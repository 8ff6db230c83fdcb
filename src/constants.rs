//! Shared constants for output formatting and the REPL prompt.

/// Default padding character for table output
pub const PAD_CHAR: char = ' ';

/// Underline printed below captions
pub const CAPTION_UNDERLINE: &str = "==============================";

/// Prompt printed before each interactive read
pub const PROMPT: &str = "> ";

/// Literal two-character token separating batch command lines
pub const LINE_SEPARATOR: &str = "\\n";

/// Token that marks the fatal-exit sentinel in batch scripts
pub const EXIT_TOKEN: &str = "exit";
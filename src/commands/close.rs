use async_trait::async_trait;
use log::info;

use crate::error::ConsoleResult;
use crate::repl::command::{CommandAction, Context, Outcome};

/// Drops the open session and module and terminates the loop
pub struct Close;

#[async_trait]
impl CommandAction for Close {
    async fn run(&self, ctx: &mut Context, _args: &[String]) -> ConsoleResult<Outcome> {
        if ctx.session.take().is_some() {
            info!("session closed");
        }
        if ctx.module.take().is_some() {
            info!("module unloaded");
        }
        Ok(Outcome::Close)
    }
}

PROBLEM STATEMENT =>
Whichever lines of the records above hold the word "Context" should all be copied out.

RESULT =>
use crate::repl::command::{CommandAction, Context, Outcome};
    async fn run(&self, ctx: &mut Context, _args: &[String]) -> ConsoleResult<Outcome> {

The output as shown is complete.